Fast alle gängigen Modelle gehen davon aus, dass es zu den Aufgaben eines Managers gehört, Mitarbeitende zu motivieren und sie zu neuem Verhalten zu veranlassen: «Wir müssen die Mitarbeitenden motivieren», «Wir müssen sie durch den Wandel führen», «Wir müssen die Mitarbeitenden dazu bringen …». Das funktioniert offensichtlich viel zu selten. Ein Grund ist, dass Manager meist selbst nicht wissen, was Motivation ist, wie sie entsteht und gestaltetet werden kann – auch die eigene. Ein weiterer Grund ist, dass die Manager übersehen, dass es die Mitarbeitenden selbst sind, die darüber entscheiden, ob sie einen Wandel wollen oder nicht. Hierfür bewerten sie Entscheidungen – zum Beispiel für oder gegen den Wandel – nach den Konsequenzen, die dies für sie hat. Erwarten sie positive Konsequenzen, werden sie sich eher dafür entscheiden; erwarten sie negative Konsequenzen, dann werden sie den Wandel meiden.

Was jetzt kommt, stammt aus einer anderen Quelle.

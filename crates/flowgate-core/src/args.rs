//! Argument tuples and key-path lookup against them.
//!
//! Predicates and handlers share one argument type. [`ArgumentContext`] is the
//! capability a dispatcher needs from it: resolving a [`KeyPath`].
//!
//! For an [`Args`] tuple a path is resolved twice: first against the tuple as
//! a whole (so `0.user` or `[1].status` address a specific argument), then, if
//! nothing was found, against argument 0. JSON `null` counts as not found at
//! both steps, so a `null` in the tuple falls through to argument 0.

use crate::keypath::{resolve_segments, KeyPath};
use serde_json::Value;

/// Something key paths can be resolved against.
pub trait ArgumentContext {
    /// Resolves `path`, returning `None` when it is not found.
    ///
    /// Implementations must treat JSON `null` as not found.
    fn lookup(&self, path: &KeyPath) -> Option<&Value>;
}

/// The argument tuple passed to a dispatcher.
///
/// # Example
///
/// ```
/// use flowgate_core::{Args, ArgumentContext, KeyPath};
/// use serde_json::json;
///
/// let args = Args::new()
///     .with(json!({ "body": { "type": "order" } }))
///     .with(json!({ "status": 200 }));
///
/// assert_eq!(args.lookup(&KeyPath::parse("body.type")), Some(&json!("order")));
/// assert_eq!(args.lookup(&KeyPath::parse("[1].status")), Some(&json!(200)));
/// ```
#[derive(Debug, Clone, Default, PartialEq)]
pub struct Args {
    values: Vec<Value>,
}

impl Args {
    /// Creates an empty argument tuple.
    #[must_use]
    pub fn new() -> Self {
        Self::default()
    }

    /// Appends an argument.
    #[must_use]
    pub fn with(mut self, value: Value) -> Self {
        self.values.push(value);
        self
    }

    /// Appends an argument in place.
    pub fn push(&mut self, value: Value) {
        self.values.push(value);
    }

    /// Returns the argument at `index`.
    #[must_use]
    pub fn get(&self, index: usize) -> Option<&Value> {
        self.values.get(index)
    }

    /// Returns the first argument, the structured fallback for lookups.
    #[must_use]
    pub fn first(&self) -> Option<&Value> {
        self.values.first()
    }

    /// Returns all arguments.
    #[must_use]
    pub fn as_slice(&self) -> &[Value] {
        &self.values
    }

    /// Returns the number of arguments.
    #[must_use]
    pub fn len(&self) -> usize {
        self.values.len()
    }

    /// Returns `true` if there are no arguments.
    #[must_use]
    pub fn is_empty(&self) -> bool {
        self.values.is_empty()
    }

    /// Resolves `path` against the tuple as a whole.
    fn lookup_in_tuple(&self, path: &KeyPath) -> Option<&Value> {
        let (head, rest) = path.segments().split_first()?;
        let argument = self.values.get(head.as_index()?)?;
        resolve_segments(rest, argument)
    }
}

impl ArgumentContext for Args {
    fn lookup(&self, path: &KeyPath) -> Option<&Value> {
        self.lookup_in_tuple(path)
            .filter(|value| !value.is_null())
            .or_else(|| {
                self.first()
                    .and_then(|first| path.resolve(first))
                    .filter(|value| !value.is_null())
            })
    }
}

impl ArgumentContext for Value {
    fn lookup(&self, path: &KeyPath) -> Option<&Value> {
        path.resolve(self).filter(|value| !value.is_null())
    }
}

impl<T: ArgumentContext + ?Sized> ArgumentContext for &T {
    fn lookup(&self, path: &KeyPath) -> Option<&Value> {
        (**self).lookup(path)
    }
}

impl From<Vec<Value>> for Args {
    fn from(values: Vec<Value>) -> Self {
        Self { values }
    }
}

impl FromIterator<Value> for Args {
    fn from_iter<I: IntoIterator<Item = Value>>(iter: I) -> Self {
        Self {
            values: iter.into_iter().collect(),
        }
    }
}

impl IntoIterator for Args {
    type Item = Value;
    type IntoIter = std::vec::IntoIter<Value>;

    fn into_iter(self) -> Self::IntoIter {
        self.values.into_iter()
    }
}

Die Konsequenz daraus: Die Quelle der Motivation für den Wandel liegt in den Mitarbeitenden selbst und lässt sich nicht dauerhaft von aussen erzeugen. Dieser Quelle sollten wir unsere Aufmerksamkeit widmen.
Wandel entsteht, weil er notwendig ist.
Mit kritisch-rationalen Begründungen sprechen Changekonzepte das Faktengedächtnis an. Das klingt dann in etwa so: «Informieren Sie einmal die Mitarbeitenden, warum wir den Wandel brauchen.» Der Wandel wird als eine dringende Notwendigkeit gesehen und mit Fakten und Zahlen begründet. Das kritisch-rationale Abwägen – nach sinnvoll, notwendig, logisch, korrekt – ist aber nur eines von zwei Bewertungssystemen des Menschen. Das andere Bewertungssystem prüft, ob der Mensch diesen Wandel auch tatsächlich wünscht, weil er ihn mag und deshalb auch selber will.
Die Konsequenz daraus: Wir brauchen ein Vorgehen, welches auch die emotionale Bewertung der Beteiligten einbezieht: das Wollen.
Manager wissen, was gut für den Mitarbeitenden ist.
Manager gehen davon aus, dass ihre eigene Meinung quasi zwangsläufig von den Mitarbeitenden übernommen wird. Dies trifft nicht zu. Beispiel: Der Firmenchef sagt, Stillstand sei bedrohlich und deshalb sei Wandel gut. Wandel ist gut? Was, wenn der Mitarbeitende zufrieden mit seiner Situation ist? Wenn ihn ein Wandel psychisch und körperlich destabilisieren würde? Beispiel Kosteneinsparungen: Was, wenn der jährliche Bonus wegfällt? Was, wenn ich künftig immer mindestens drei Angebote einholen muss und viel mehr Arbeit habe? Rationalisierung ist gut? Wenn es mein eigener Arbeitsplatz ist? Essenziell für die Akzeptanz von Changemanagement ist, diesen aus Sicht der subjektiven Bewertung der Mitarbeitenden zu sehen. Was also bedeutet Change für die Mitarbeitenden: Mehr Sicherheit? Neues? Erfolg?
Die Konsequenz daraus: Die subjektiven Bewertungen des Mitarbeitenden sind entscheidend für die Akzeptanz des Wandels.